The fundamental thesis of Borge‘s memoirs, never directly stated, is that revolutionary impatience needs to be controlled. In Costa Rica an armed movement of Nicaraguan exiles led by Pedro Joaquín Chamorro emerged in 1959 aimed at overthrowing the regime of Anastasio Somoza Debayle. But for the intervention of Silvio Mayorga, Borge would have dissipated his energies in that venture. Mayorga convinced him of the need to be patient, to wait for an opportunity to risk his life in a project that would be “really revolutionary” (p. 109).

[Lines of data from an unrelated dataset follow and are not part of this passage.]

//! API key generation and Argon2id digest validation.
//!
//! Keys have the form `arq_<base64url(32 random bytes)>`. Only an Argon2id
//! digest is persisted, stored as `base64(salt):base64(hash)` with the raw
//! (unpadded) standard alphabet.

use argon2::{Algorithm, Argon2, Params, Version};
use base64::engine::general_purpose::{STANDARD_NO_PAD, URL_SAFE_NO_PAD};
use base64::Engine as _;
use rand::rngs::OsRng;
use rand::RngCore;
use subtle::ConstantTimeEq;

/// Prefix for all API keys.
pub const KEY_PREFIX: &str = "arq_";

/// Number of random bytes in a key (256 bits).
pub const KEY_LENGTH: usize = 32;

// Argon2id parameters. Chosen for interactive verification (~100 ms).
const ARGON2_TIME: u32 = 3;
const ARGON2_MEMORY_KIB: u32 = 64 * 1024;
const ARGON2_LANES: u32 = 4;
const ARGON2_OUTPUT_LEN: usize = 32;
const SALT_LENGTH: usize = 16;

/// Length of the base64url-encoded key body (32 bytes, unpadded).
const ENCODED_KEY_LENGTH: usize = 43;

/// API key errors.
#[derive(Debug, thiserror::Error)]
pub enum ApiKeyError {
    #[error("Hashing error: {0}")]
    Hash(String),
}

fn hasher() -> Result<Argon2<'static>, ApiKeyError> {
    let params = Params::new(
        ARGON2_MEMORY_KIB,
        ARGON2_TIME,
        ARGON2_LANES,
        Some(ARGON2_OUTPUT_LEN),
    )
    .map_err(|e| ApiKeyError::Hash(e.to_string()))?;
    Ok(Argon2::new(Algorithm::Argon2id, Version::V0x13, params))
}

/// Generate a new API key: `arq_<base64url(32 random bytes)>`.
pub fn generate() -> String {
    let mut bytes = [0u8; KEY_LENGTH];
    OsRng.fill_bytes(&mut bytes);
    format!("{KEY_PREFIX}{}", URL_SAFE_NO_PAD.encode(bytes))
}

/// Create an Argon2id digest of the API key in `base64(salt):base64(hash)`
/// form.
pub fn hash(api_key: &str) -> Result<String, ApiKeyError> {
    let mut salt = [0u8; SALT_LENGTH];
    OsRng.fill_bytes(&mut salt);

    let mut out = [0u8; ARGON2_OUTPUT_LEN];
    hasher()?
        .hash_password_into(api_key.as_bytes(), &salt, &mut out)
        .map_err(|e| ApiKeyError::Hash(e.to_string()))?;

    Ok(format!(
        "{}:{}",
        STANDARD_NO_PAD.encode(salt),
        STANDARD_NO_PAD.encode(out)
    ))
}

/// Check the provided key against a stored digest in constant time.
///
/// Any malformed digest fails closed.
pub fn validate(api_key: &str, encoded_hash: &str) -> bool {
    let Some((salt_b64, hash_b64)) = encoded_hash.split_once(':') else {
        return false;
    };
    let Ok(salt) = STANDARD_NO_PAD.decode(salt_b64) else {
        return false;
    };
    let Ok(stored) = STANDARD_NO_PAD.decode(hash_b64) else {
        return false;
    };
    if stored.len() != ARGON2_OUTPUT_LEN {
        return false;
    }

    let Ok(argon2) = hasher() else {
        return false;
    };
    let mut computed = [0u8; ARGON2_OUTPUT_LEN];
    if argon2
        .hash_password_into(api_key.as_bytes(), &salt, &mut computed)
        .is_err()
    {
        return false;
    }

    computed.ct_eq(&stored[..]).into()
}

/// Check that a key has the expected shape without touching the digest:
/// correct prefix and a base64url body decoding to exactly 32 bytes.
pub fn validate_format(api_key: &str) -> bool {
    let Some(encoded) = api_key.strip_prefix(KEY_PREFIX) else {
        return false;
    };
    if encoded.len() != ENCODED_KEY_LENGTH {
        return false;
    }
    match URL_SAFE_NO_PAD.decode(encoded) {
        Ok(decoded) => decoded.len() == KEY_LENGTH,
        Err(_) => false,
    }
}

/// Generate a new API key together with its digest.
pub fn generate_with_hash() -> Result<(String, String), ApiKeyError> {
    let key = generate();
    let digest = hash(&key)?;
    Ok((key, digest))
}

/// Current timestamp in RFC 3339 form, recorded next to the digest.
pub fn created_at() -> String {
    chrono::Utc::now()
        .to_rfc3339_opts(chrono::SecondsFormat::Secs, true)
}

In the ensuing guerrilla war, Borge needed still more patience to endure hunger and disease at the hands of nature along with imprisonment and torture by the National Guard. More than once he vacillated. Only gradually did he and his companions come to understand that the struggle would be hard, painful, and protracted.
If there is a subtheme to this work, it is devotion to the truth. Like Augusto C. Sandino, Borge believes that a successful social revolution hinges on self-knowledge as well as knowledge of the enemy. Revolutionaries must acknowledge their character failings, he insinuates, not just their mistaken judgments. A telling example is his confession of having betrayed a comrade from fear of being tortured and the lies he told about being tortured, accentuating the vicious cycle of his shame.
The most singular failing of the work is Borge’s literary license in backtracking and lunging forward in time as it suits him, so that the book repeatedly lapses into disconnected narrative. Nonetheless, Borge intends his memoirs to be a contribution to literature as well as history, and by and large he succeeds. With good reason this informative, emotionally packed, and well-written volume was awarded the premio Casa de las Américas in 1989.